--- Task statement ---
Among the records below, find the line that has "fn check_preempt_curr(&self, host: &mut"; from there, give the lines again exactly, and stop after the line that has "let running = rq.record(curr);".

--- Records shown ---
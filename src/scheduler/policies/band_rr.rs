/*
 * Banded Round-Robin Scheduling Policy
 *
 * Multi-level round-robin over a fixed band of LEVELS priorities with
 * starvation-avoidance aging.
 *
 * Features:
 * - One FIFO per level; the most urgent non-empty level always wins
 * - Equal-priority tasks rotate every `timeslice` ticks
 * - Equal-priority arrivals never cut in line mid-slice
 * - Every `age_threshold` ticks, each level strictly below the running
 *   task's level moves up by one
 *
 * The task chosen by pick_next leaves its queue while it runs. A task whose
 * slice expires, that yields, or that is displaced by a priority change is
 * put at the tail of its level; one preempted mid-slice goes back to the
 * head through put_prev_task.
 */

use alloc::sync::Arc;

use super::super::{
    config::{SchedTunables, SwitchInPolicy},
    run_queue::BandRunQueue,
    traits::{SchedClass, SchedHost},
    types::{
        DispatchDecision, DomainId, Priority, PriorityBand, ReschedFlags, TaskId, TimeSliceTicks,
        LEVELS,
    },
};

/// Banded round-robin policy
///
/// Holds only configuration; all mutable state lives in the per-domain
/// BandRunQueue passed to each hook.
#[derive(Debug)]
pub struct BandRoundRobinPolicy {
    tunables: Arc<SchedTunables>,
    band: PriorityBand,
    switch_in: SwitchInPolicy,
}

impl BandRoundRobinPolicy {
    /// Create a policy for the reference band reading `tunables`
    pub fn new(tunables: Arc<SchedTunables>) -> Self {
        Self {
            tunables,
            band: PriorityBand::REFERENCE,
            switch_in: SwitchInPolicy::default(),
        }
    }

    pub fn with_band(mut self, band: PriorityBand) -> Self {
        self.band = band;
        self
    }

    pub fn with_switch_in_policy(mut self, switch_in: SwitchInPolicy) -> Self {
        self.switch_in = switch_in;
        self
    }

    pub fn tunables(&self) -> &Arc<SchedTunables> {
        &self.tunables
    }

    pub fn band(&self) -> PriorityBand {
        self.band
    }

    fn timeslice(&self) -> u32 {
        self.tunables.timeslice()
    }

    /// Move a runnable task to the tail of its level
    fn requeue(&self, host: &mut dyn SchedHost, rq: &mut BandRunQueue, task: TaskId) {
        if rq.record(task).on_rq() {
            self.dequeue_task(host, rq, task);
            self.enqueue_task(host, rq, task);
        }
    }

    /// Running task, if the host has one and it belongs to this band
    fn current(&self, host: &dyn SchedHost, rq: &BandRunQueue) -> Option<TaskId> {
        host.running_task(rq.domain())
            .filter(|&task| rq.is_attached(task))
    }

    /// Shift every level below the running task's level up by one
    fn perform_aging(&self, host: &mut dyn SchedHost, rq: &mut BandRunQueue, curr: TaskId) {
        let band = rq.band();
        let base = band.level_index(rq.record(curr).priority()) + 1;

        rq.stats_mut().aging_passes += 1;
        for level in base..LEVELS {
            let moved = rq.promote_level(level);
            if moved.is_empty() {
                continue;
            }

            let priority = band.priority_at(level - 1);
            log::debug!(
                "[Band RR] {}: aged {} task(s) from {} to {}",
                rq.domain(),
                moved.len(),
                band.priority_at(level),
                priority
            );
            rq.stats_mut().tasks_aged += moved.len() as u64;
            for task in moved {
                host.set_task_priority(task, priority);
            }
        }
    }
}

impl SchedClass for BandRoundRobinPolicy {
    fn name(&self) -> &'static str {
        "Band-RR"
    }

    fn init(&self, domain: DomainId) -> BandRunQueue {
        log::info!(
            "[Band RR] {}: levels {}..={} timeslice={} age_threshold={}",
            domain,
            self.band.min(),
            self.band.max(),
            self.tunables.timeslice(),
            self.tunables.age_threshold()
        );
        BandRunQueue::new(domain, self.band)
    }

    fn attach_task(&self, rq: &mut BandRunQueue, task: TaskId, priority: Priority) {
        rq.attach(task, priority);
    }

    fn detach_task(&self, host: &mut dyn SchedHost, rq: &mut BandRunQueue, task: TaskId) {
        if rq.record(task).on_rq() {
            self.dequeue_task(host, rq, task);
        }
        rq.detach(task);
    }

    fn enqueue_task(&self, host: &mut dyn SchedHost, rq: &mut BandRunQueue, task: TaskId) {
        rq.push_task(task);
        host.running_count_increment(rq.domain());
        log::trace!(
            "[Band RR] enqueue {} at prio {}",
            task,
            rq.record(task).priority()
        );
    }

    fn dequeue_task(&self, host: &mut dyn SchedHost, rq: &mut BandRunQueue, task: TaskId) {
        rq.pull_task(task);
        host.running_count_decrement(rq.domain());
    }

    fn yield_task(&self, host: &mut dyn SchedHost, rq: &mut BandRunQueue) {
        let Some(curr) = self.current(host, rq) else {
            return;
        };
        self.requeue(host, rq, curr);
        host.request_reschedule(rq.domain(), ReschedFlags::YIELD);
    }

    fn check_preempt_curr(&self, host: &mut dyn SchedHost, rq: &mut BandRunQueue, candidate: TaskId) {
        let domain = rq.domain();
        let Some(curr) = self.current(host, rq) else {
            // idle, or the outgoing task already left the band
            host.request_reschedule(domain, ReschedFlags::PREEMPT);
            return;
        };
        if curr == candidate {
            return;
        }

        let incoming = rq.record(candidate).priority();
        let running = rq.record(curr);

        if incoming.is_more_urgent_than(running.priority()) {
            log::debug!("[Band RR] {} preempts {}", candidate, curr);
            host.request_reschedule(domain, ReschedFlags::PREEMPT);
        } else if incoming == running.priority() && running.slice_exhausted(self.timeslice()) {
            log::debug!("[Band RR] {} replaces expired {}", candidate, curr);
            host.request_reschedule(domain, ReschedFlags::PREEMPT);
        }
    }

    fn pick_next_task(&self, host: &mut dyn SchedHost, rq: &mut BandRunQueue) -> DispatchDecision {
        let timeslice = self.timeslice();

        let Some(next) = rq.take_head() else {
            rq.stats_mut().idle_picks += 1;
            return DispatchDecision::idle(TimeSliceTicks(timeslice));
        };

        // A task that finished its slice starts the next one from zero,
        // including one that blocked before it could be switched out.
        let curr = host.running_task(rq.domain());
        for task in curr.into_iter().chain(Some(next)) {
            if let Some(record) = rq.get_mut(task) {
                if record.slice_exhausted(timeslice) {
                    record.reset_run_ticks();
                }
            }
        }

        rq.stats_mut().picks += 1;
        DispatchDecision::run_task(next, TimeSliceTicks(timeslice))
    }

    fn put_prev_task(&self, rq: &mut BandRunQueue, prev: TaskId) {
        let Some(record) = rq.get(prev) else {
            return;
        };
        if !record.on_rq() || rq.is_queued(prev) {
            return;
        }

        // A used-up slice (e.g. shortened between ticks) loses its place
        if record.slice_exhausted(self.timeslice()) {
            log::trace!("[Band RR] {} put back at tail, slice used up", prev);
            rq.restore_tail(prev);
        } else {
            rq.restore_head(prev);
        }
    }

    fn task_tick(&self, host: &mut dyn SchedHost, rq: &mut BandRunQueue, curr: TaskId) {
        let domain = rq.domain();
        let run_ticks = rq.record_mut(curr).charge_tick();
        rq.stats_mut().ticks += 1;
        log::trace!("[Band RR] tick {} run_ticks={}", curr, run_ticks);

        if run_ticks >= self.timeslice() {
            // run_ticks is reset by the next pick, not here
            self.requeue(host, rq, curr);
            rq.stats_mut().slice_expiries += 1;
            host.request_reschedule(domain, ReschedFlags::SLICE_EXPIRED);
        }

        if rq.advance_aging() >= self.tunables.age_threshold() {
            self.perform_aging(host, rq, curr);
            rq.reset_aging();
        }
    }

    fn switched_to(&self, host: &mut dyn SchedHost, rq: &mut BandRunQueue, task: TaskId) {
        match self.switch_in {
            SwitchInPolicy::Preempt => self.check_preempt_curr(host, rq, task),
            SwitchInPolicy::Passive => {
                log::trace!("[Band RR] switched_to {} (passive)", task);
            }
        }
    }

    fn prio_changed(
        &self,
        host: &mut dyn SchedHost,
        rq: &mut BandRunQueue,
        task: TaskId,
        old_priority: Priority,
    ) {
        let new_priority = rq.record(task).priority();
        if !new_priority.is_more_urgent_than(old_priority) {
            return;
        }

        log::debug!(
            "[Band RR] {} raised {} -> {}",
            task,
            old_priority,
            new_priority
        );
        if let Some(curr) = self.current(host, rq) {
            self.requeue(host, rq, curr);
        }
        host.request_reschedule(rq.domain(), ReschedFlags::PRIORITY);
    }

    fn set_priority(
        &self,
        host: &mut dyn SchedHost,
        rq: &mut BandRunQueue,
        task: TaskId,
        priority: Priority,
    ) {
        let band = rq.band();
        assert!(
            band.contains(priority),
            "{} priority {} outside band [{}, {}]",
            task,
            priority,
            band.min(),
            band.max()
        );
        let old_priority = rq.record(task).priority();
        let queued = rq.is_queued(task);

        if queued {
            self.dequeue_task(host, rq, task);
        }
        rq.record_mut(task).set_priority(priority);
        if queued {
            self.enqueue_task(host, rq, task);
        }

        self.prio_changed(host, rq, task, old_priority);
    }

    fn get_rr_interval(&self, _rq: &BandRunQueue, _task: TaskId) -> TimeSliceTicks {
        TimeSliceTicks(self.timeslice())
    }
}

--- Solution ---
    fn check_preempt_curr(&self, host: &mut dyn SchedHost, rq: &mut BandRunQueue, candidate: TaskId) {
        let domain = rq.domain();
        let Some(curr) = self.current(host, rq) else {
            // idle, or the outgoing task already left the band
            host.request_reschedule(domain, ReschedFlags::PREEMPT);
            return;
        };
        if curr == candidate {
            return;
        }

        let incoming = rq.record(candidate).priority();
        let running = rq.record(curr);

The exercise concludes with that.